## Records supplied

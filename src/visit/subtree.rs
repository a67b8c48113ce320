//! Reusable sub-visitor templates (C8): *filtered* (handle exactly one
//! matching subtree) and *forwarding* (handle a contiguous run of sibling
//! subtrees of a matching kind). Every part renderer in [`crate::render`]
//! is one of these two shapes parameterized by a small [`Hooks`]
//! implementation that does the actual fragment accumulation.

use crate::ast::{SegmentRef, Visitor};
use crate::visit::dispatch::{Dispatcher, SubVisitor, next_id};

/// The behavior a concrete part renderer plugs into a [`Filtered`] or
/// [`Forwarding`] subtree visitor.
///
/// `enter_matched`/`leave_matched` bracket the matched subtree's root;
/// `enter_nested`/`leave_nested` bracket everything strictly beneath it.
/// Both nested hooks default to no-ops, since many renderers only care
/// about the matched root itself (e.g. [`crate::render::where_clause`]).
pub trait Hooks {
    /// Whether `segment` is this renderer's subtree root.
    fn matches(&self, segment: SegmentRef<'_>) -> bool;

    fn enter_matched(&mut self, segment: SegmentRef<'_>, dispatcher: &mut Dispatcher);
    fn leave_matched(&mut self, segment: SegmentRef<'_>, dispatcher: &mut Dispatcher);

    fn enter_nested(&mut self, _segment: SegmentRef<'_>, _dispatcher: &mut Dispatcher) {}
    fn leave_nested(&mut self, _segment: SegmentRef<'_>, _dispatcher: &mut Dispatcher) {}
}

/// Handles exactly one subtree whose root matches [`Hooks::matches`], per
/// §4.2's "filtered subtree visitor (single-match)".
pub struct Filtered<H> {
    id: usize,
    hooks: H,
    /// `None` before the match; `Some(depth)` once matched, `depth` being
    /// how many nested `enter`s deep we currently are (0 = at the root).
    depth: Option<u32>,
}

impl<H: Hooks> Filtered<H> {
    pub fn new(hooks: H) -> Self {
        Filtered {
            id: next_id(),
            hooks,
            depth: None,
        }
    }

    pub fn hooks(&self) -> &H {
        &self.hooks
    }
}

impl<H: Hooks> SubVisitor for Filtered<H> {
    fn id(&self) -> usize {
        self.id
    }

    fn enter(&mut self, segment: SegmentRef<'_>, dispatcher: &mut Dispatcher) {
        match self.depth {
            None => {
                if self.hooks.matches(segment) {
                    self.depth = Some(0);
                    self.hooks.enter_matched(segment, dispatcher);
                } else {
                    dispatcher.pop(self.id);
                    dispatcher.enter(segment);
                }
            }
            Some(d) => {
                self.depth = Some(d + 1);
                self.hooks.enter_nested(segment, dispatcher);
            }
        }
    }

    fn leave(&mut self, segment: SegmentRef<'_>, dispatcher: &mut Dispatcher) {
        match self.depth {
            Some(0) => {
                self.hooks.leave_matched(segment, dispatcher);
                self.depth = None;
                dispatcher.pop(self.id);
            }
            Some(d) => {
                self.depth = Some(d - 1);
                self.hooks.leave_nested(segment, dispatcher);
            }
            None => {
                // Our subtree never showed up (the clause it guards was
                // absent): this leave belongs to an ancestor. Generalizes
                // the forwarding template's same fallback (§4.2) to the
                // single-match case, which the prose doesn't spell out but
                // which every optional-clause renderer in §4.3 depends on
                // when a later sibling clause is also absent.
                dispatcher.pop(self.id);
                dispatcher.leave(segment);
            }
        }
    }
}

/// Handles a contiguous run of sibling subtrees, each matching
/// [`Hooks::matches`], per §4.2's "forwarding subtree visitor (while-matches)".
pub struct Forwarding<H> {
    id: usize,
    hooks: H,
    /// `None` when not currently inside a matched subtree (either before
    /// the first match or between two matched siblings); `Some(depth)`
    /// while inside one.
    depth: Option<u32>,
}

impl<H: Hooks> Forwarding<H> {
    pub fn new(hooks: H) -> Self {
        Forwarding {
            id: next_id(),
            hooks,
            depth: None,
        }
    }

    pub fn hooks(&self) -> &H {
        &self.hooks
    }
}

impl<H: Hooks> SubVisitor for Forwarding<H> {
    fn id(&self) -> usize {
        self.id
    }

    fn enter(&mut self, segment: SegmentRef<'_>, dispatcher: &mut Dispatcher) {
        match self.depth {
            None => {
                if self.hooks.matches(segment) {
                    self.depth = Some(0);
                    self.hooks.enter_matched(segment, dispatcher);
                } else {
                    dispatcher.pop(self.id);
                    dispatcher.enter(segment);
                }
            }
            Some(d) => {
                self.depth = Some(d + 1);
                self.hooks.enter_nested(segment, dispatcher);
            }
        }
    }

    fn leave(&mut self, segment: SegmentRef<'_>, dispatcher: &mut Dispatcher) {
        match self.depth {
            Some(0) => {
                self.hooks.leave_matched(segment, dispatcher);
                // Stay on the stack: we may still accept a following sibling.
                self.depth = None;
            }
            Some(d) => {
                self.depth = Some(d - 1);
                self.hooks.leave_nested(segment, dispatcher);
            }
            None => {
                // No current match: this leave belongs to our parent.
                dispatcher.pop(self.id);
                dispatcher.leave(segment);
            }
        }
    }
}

## What you should do
Restate verbatim the first line above and all lines after it through the line containing "before the match;"; omit the rest.

## Answer to this exercise
filename src/visit/subtree.rs
repository a67b8c48113ce320
//! Reusable sub-visitor templates (C8): *filtered* (handle exactly one
//! matching subtree) and *forwarding* (handle a contiguous run of sibling
//! subtrees of a matching kind). Every part renderer in [`crate::render`]
//! is one of these two shapes parameterized by a small [`Hooks`]
//! implementation that does the actual fragment accumulation.

use crate::ast::{SegmentRef, Visitor};
use crate::visit::dispatch::{Dispatcher, SubVisitor, next_id};

/// The behavior a concrete part renderer plugs into a [`Filtered`] or
/// [`Forwarding`] subtree visitor.
///
/// `enter_matched`/`leave_matched` bracket the matched subtree's root;
/// `enter_nested`/`leave_nested` bracket everything strictly beneath it.
/// Both nested hooks default to no-ops, since many renderers only care
/// about the matched root itself (e.g. [`crate::render::where_clause`]).
pub trait Hooks {
    /// Whether `segment` is this renderer's subtree root.
    fn matches(&self, segment: SegmentRef<'_>) -> bool;

    fn enter_matched(&mut self, segment: SegmentRef<'_>, dispatcher: &mut Dispatcher);
    fn leave_matched(&mut self, segment: SegmentRef<'_>, dispatcher: &mut Dispatcher);

    fn enter_nested(&mut self, _segment: SegmentRef<'_>, _dispatcher: &mut Dispatcher) {}
    fn leave_nested(&mut self, _segment: SegmentRef<'_>, _dispatcher: &mut Dispatcher) {}
}

/// Handles exactly one subtree whose root matches [`Hooks::matches`], per
/// §4.2's "filtered subtree visitor (single-match)".
pub struct Filtered<H> {
    id: usize,
    hooks: H,
    /// `None` before the match; `Some(depth)` once matched, `depth` being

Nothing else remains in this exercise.